*Dataset entries:*
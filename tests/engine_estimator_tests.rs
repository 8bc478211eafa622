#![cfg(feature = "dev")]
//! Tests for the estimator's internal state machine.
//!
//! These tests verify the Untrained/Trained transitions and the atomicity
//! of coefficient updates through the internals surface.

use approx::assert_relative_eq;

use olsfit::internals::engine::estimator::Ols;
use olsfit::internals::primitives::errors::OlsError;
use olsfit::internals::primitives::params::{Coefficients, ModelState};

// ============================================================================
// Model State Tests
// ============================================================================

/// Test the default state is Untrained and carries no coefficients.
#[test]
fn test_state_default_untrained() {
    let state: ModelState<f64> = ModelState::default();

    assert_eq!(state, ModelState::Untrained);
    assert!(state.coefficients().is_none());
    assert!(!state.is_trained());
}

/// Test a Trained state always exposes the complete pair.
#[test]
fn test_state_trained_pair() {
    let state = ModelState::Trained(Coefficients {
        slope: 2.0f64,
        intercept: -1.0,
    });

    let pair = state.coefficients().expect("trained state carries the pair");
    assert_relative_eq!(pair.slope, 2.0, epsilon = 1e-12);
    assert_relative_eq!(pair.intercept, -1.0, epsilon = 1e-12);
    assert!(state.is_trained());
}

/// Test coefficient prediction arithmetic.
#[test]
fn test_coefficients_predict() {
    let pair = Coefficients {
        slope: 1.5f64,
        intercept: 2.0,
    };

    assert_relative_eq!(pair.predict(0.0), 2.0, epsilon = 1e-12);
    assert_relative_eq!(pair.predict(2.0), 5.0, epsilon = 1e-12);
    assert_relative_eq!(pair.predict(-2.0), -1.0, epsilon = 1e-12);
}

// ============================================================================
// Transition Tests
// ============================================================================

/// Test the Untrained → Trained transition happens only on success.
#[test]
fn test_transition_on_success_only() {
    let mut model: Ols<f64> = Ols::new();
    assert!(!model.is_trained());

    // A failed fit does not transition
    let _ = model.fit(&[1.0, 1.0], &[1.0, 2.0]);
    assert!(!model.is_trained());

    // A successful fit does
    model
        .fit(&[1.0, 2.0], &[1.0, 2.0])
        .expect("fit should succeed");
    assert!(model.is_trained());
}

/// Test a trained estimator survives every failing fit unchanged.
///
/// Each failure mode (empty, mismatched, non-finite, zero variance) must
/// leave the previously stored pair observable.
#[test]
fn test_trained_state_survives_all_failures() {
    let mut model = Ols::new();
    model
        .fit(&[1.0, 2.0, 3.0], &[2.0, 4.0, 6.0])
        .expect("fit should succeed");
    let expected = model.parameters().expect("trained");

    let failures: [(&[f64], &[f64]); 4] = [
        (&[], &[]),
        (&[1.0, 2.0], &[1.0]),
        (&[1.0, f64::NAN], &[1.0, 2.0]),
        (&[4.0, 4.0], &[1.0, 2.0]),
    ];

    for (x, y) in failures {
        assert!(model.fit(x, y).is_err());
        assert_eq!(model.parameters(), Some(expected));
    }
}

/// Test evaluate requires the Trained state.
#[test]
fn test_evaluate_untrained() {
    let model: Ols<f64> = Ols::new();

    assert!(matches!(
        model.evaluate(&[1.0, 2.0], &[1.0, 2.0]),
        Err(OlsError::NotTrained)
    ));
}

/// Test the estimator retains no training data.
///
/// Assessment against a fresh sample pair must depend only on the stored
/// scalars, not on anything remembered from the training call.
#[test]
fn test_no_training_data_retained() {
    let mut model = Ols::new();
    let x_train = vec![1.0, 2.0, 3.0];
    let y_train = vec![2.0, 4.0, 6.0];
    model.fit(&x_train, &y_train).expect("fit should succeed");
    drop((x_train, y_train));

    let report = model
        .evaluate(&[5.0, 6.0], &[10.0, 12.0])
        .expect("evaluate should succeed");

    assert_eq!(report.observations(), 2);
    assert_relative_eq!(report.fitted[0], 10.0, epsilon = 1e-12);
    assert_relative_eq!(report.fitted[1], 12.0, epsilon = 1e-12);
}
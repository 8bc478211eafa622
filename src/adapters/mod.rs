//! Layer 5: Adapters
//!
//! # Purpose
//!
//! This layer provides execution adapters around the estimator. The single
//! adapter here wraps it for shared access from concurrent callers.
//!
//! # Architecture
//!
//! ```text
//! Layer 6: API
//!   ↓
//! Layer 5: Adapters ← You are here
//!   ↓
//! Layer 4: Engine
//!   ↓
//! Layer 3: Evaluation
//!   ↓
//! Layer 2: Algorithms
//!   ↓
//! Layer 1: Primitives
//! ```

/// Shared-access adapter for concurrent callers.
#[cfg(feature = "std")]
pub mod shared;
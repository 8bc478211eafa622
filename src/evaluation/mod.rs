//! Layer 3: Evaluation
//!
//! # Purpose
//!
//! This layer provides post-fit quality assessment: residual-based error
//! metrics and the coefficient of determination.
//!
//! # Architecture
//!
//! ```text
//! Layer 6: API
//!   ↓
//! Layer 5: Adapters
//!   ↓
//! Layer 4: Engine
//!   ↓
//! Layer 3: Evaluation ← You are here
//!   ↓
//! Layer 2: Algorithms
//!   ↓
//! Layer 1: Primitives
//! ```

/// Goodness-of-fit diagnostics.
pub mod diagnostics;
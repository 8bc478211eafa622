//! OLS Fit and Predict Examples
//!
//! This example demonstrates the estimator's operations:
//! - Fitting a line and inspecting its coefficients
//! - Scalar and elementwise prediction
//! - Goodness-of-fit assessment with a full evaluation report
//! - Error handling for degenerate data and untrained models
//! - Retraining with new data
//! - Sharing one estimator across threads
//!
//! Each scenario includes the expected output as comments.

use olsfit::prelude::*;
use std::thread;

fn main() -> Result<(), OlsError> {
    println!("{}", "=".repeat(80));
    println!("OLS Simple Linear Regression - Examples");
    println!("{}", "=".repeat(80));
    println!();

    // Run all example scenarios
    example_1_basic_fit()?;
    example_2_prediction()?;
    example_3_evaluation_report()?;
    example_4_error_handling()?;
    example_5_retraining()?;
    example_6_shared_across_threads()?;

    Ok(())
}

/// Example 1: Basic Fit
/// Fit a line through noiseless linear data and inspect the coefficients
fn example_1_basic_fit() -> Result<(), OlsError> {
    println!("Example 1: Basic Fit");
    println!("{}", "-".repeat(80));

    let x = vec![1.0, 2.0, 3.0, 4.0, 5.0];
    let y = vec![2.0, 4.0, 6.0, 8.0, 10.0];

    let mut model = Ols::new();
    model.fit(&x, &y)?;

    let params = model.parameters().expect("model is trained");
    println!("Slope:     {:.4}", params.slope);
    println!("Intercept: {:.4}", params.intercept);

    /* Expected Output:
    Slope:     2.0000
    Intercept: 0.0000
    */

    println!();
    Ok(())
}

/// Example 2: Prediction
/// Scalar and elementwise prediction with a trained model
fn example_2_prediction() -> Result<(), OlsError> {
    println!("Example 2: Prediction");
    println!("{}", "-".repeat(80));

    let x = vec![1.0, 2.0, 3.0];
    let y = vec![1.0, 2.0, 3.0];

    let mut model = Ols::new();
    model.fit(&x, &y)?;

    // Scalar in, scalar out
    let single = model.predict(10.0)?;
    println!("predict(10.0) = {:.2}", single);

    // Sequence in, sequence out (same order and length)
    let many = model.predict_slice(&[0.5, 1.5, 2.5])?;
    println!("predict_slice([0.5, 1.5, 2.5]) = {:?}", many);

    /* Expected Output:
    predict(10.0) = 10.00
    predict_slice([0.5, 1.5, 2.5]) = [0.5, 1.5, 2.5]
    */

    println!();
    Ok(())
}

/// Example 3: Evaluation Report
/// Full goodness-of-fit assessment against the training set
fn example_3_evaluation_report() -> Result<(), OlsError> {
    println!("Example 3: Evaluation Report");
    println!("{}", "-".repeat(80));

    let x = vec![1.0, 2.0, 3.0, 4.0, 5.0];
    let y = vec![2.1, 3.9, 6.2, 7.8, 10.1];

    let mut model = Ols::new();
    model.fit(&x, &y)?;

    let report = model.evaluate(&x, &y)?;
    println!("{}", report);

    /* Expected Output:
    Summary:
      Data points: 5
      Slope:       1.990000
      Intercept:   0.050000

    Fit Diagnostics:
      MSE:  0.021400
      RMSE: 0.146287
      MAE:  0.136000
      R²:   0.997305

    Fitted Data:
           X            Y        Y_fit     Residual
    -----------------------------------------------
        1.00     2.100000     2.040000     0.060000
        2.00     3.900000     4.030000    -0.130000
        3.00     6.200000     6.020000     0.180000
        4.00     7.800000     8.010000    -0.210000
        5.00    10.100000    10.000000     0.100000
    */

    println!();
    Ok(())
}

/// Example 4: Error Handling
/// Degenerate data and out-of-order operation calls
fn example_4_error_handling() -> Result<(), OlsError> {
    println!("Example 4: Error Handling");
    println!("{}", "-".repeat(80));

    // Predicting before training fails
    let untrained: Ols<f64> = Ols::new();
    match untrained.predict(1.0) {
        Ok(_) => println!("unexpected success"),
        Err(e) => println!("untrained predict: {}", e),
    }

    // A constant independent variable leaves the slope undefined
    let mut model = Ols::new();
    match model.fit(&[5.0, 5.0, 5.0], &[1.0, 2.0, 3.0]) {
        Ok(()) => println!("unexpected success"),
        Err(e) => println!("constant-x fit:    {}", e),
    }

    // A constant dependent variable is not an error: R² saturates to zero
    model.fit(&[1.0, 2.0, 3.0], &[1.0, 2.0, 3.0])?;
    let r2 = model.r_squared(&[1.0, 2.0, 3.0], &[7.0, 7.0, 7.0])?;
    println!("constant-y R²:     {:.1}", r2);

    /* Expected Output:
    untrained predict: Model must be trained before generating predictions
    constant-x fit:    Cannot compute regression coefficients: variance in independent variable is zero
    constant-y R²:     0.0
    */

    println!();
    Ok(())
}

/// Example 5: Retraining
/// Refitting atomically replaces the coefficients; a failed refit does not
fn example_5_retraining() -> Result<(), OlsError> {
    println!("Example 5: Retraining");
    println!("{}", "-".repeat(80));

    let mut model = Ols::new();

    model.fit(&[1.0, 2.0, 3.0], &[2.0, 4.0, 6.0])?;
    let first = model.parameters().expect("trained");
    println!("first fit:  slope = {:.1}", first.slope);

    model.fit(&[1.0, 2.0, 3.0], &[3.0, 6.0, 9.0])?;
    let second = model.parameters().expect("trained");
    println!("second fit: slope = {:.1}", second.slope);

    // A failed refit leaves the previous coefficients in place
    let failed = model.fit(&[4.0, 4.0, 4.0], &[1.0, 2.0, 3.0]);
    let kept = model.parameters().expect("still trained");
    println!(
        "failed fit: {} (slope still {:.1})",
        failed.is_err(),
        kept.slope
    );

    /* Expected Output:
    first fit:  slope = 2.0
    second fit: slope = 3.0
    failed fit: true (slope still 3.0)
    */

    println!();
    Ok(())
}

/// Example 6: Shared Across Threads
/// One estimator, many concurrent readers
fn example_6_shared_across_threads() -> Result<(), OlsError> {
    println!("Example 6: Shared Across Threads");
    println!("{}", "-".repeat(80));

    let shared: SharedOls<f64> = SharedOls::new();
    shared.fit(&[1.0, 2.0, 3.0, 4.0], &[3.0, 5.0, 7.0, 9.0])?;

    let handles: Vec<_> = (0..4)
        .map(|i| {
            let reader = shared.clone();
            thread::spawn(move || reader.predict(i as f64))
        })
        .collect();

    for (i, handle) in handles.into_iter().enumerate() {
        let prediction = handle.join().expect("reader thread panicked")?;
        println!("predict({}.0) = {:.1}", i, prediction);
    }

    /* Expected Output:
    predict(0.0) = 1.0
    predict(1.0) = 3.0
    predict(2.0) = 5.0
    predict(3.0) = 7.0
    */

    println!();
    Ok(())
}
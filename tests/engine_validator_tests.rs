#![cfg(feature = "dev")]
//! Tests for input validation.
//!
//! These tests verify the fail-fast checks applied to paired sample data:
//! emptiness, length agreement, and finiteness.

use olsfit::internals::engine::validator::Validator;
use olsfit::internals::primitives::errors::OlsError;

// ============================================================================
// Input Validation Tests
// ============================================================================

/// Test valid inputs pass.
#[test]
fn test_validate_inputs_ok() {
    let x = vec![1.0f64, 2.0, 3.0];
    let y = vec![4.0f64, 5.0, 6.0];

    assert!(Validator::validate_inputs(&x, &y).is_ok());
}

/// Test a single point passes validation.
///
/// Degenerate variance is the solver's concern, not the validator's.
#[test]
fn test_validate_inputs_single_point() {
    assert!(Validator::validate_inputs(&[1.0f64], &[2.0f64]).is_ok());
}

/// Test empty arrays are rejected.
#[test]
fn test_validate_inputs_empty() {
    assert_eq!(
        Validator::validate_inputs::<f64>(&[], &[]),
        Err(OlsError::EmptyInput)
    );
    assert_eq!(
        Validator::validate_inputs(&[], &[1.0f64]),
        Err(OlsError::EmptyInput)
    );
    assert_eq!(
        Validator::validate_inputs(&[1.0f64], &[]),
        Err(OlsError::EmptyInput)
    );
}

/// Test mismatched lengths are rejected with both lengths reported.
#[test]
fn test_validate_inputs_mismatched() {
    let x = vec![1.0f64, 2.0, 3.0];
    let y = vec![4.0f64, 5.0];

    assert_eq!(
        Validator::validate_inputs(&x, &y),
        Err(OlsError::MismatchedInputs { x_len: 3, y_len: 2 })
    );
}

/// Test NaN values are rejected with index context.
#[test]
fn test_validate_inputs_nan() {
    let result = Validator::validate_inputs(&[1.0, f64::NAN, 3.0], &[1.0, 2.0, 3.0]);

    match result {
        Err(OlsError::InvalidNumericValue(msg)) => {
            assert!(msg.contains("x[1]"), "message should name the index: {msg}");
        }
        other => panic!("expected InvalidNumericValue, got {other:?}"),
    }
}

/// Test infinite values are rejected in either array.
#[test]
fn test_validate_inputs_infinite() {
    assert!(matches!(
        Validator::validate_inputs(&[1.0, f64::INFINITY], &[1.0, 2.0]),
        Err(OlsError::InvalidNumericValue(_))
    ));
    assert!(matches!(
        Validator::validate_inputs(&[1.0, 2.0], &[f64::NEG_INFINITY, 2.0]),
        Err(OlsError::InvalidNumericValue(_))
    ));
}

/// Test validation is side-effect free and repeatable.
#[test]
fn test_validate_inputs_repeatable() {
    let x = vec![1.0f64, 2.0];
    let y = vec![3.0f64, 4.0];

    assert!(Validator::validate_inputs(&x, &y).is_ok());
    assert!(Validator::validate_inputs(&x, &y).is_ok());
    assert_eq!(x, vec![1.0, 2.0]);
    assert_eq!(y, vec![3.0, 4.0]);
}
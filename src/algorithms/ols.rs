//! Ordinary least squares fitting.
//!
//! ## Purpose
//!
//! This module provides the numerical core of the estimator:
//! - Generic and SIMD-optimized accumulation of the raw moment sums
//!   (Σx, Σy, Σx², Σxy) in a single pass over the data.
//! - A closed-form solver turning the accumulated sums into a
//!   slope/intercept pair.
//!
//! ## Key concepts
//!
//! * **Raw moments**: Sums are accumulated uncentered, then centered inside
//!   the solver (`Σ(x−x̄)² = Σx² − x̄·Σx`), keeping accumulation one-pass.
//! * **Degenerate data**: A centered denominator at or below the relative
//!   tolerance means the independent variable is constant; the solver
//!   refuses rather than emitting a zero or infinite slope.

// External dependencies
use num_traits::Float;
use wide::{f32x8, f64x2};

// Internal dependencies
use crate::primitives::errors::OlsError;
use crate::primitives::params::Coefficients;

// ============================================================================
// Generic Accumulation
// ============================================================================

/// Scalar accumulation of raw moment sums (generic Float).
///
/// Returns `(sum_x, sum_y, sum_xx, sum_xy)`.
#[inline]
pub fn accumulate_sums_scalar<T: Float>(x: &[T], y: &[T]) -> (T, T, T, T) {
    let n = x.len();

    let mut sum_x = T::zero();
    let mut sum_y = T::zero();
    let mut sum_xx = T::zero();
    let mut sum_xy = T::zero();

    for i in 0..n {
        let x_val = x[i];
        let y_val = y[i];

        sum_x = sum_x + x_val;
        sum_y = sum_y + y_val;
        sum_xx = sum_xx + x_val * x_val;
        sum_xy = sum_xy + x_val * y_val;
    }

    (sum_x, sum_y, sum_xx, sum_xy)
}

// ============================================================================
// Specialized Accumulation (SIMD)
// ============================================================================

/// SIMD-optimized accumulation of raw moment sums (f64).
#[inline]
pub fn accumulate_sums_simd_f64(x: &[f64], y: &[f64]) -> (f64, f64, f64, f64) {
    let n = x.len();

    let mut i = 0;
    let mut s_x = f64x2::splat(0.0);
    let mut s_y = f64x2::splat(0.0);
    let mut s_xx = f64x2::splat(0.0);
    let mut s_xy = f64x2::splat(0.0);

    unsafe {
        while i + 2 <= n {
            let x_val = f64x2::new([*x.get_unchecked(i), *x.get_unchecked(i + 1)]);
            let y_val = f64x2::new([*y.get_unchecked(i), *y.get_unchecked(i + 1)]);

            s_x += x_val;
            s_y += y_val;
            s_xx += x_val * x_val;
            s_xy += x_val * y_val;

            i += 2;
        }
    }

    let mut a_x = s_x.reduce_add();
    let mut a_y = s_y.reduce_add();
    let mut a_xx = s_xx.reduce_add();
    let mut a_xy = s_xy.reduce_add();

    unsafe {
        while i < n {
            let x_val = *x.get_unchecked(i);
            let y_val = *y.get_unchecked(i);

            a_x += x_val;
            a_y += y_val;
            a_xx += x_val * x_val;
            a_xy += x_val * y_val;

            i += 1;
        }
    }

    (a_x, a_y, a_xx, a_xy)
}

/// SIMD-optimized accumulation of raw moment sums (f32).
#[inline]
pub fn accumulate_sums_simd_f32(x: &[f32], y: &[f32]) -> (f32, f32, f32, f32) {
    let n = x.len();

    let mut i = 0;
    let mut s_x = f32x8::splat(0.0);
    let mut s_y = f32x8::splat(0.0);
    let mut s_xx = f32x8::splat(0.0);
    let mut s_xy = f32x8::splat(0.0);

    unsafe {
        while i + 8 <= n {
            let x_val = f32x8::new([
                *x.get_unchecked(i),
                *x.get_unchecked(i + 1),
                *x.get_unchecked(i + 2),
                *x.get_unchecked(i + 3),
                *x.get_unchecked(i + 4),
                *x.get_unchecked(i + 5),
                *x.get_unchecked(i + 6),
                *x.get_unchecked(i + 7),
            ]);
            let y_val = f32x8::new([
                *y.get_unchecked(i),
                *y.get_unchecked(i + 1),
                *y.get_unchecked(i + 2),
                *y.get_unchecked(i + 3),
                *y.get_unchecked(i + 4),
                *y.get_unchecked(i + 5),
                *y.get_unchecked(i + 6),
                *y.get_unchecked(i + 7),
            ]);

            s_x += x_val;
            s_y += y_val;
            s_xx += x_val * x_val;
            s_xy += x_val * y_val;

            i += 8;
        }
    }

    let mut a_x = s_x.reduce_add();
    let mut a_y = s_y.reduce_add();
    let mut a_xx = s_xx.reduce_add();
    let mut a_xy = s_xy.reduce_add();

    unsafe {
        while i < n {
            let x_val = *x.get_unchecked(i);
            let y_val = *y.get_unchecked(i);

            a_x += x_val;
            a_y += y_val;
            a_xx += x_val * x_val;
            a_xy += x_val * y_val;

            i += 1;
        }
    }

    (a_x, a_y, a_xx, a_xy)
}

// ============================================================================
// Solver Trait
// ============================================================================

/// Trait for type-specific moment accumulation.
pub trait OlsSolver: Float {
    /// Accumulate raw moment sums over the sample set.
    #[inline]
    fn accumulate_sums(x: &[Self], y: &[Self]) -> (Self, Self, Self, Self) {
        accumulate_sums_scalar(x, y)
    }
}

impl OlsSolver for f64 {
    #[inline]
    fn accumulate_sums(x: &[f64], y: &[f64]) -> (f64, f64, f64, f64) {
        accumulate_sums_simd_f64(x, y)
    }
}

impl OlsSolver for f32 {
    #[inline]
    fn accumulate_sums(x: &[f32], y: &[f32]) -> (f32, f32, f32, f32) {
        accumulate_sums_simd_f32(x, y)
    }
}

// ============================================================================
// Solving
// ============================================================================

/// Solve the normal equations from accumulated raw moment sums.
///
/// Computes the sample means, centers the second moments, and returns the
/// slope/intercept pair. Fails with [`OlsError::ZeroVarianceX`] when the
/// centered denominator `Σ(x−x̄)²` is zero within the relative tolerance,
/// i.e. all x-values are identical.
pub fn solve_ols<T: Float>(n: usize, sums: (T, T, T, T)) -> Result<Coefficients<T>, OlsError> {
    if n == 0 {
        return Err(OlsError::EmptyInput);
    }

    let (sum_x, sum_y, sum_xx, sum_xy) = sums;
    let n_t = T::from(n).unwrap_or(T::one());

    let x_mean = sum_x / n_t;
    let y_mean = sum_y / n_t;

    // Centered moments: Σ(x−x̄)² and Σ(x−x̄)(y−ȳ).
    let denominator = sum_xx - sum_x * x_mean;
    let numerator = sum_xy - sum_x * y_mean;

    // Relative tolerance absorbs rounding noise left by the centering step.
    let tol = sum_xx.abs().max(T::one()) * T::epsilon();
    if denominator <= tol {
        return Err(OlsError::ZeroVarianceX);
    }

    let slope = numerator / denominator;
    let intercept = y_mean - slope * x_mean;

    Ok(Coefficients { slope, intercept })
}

*Task requirements:*
Look through the data above for the word "moments". Report each line where it occurs.

*The completed task:*
//! * **Raw moments**: Sums are accumulated uncentered, then centered inside
/// Computes the sample means, centers the second moments, and returns the
    // Centered moments: Σ(x−x̄)² and Σ(x−x̄)(y−ȳ).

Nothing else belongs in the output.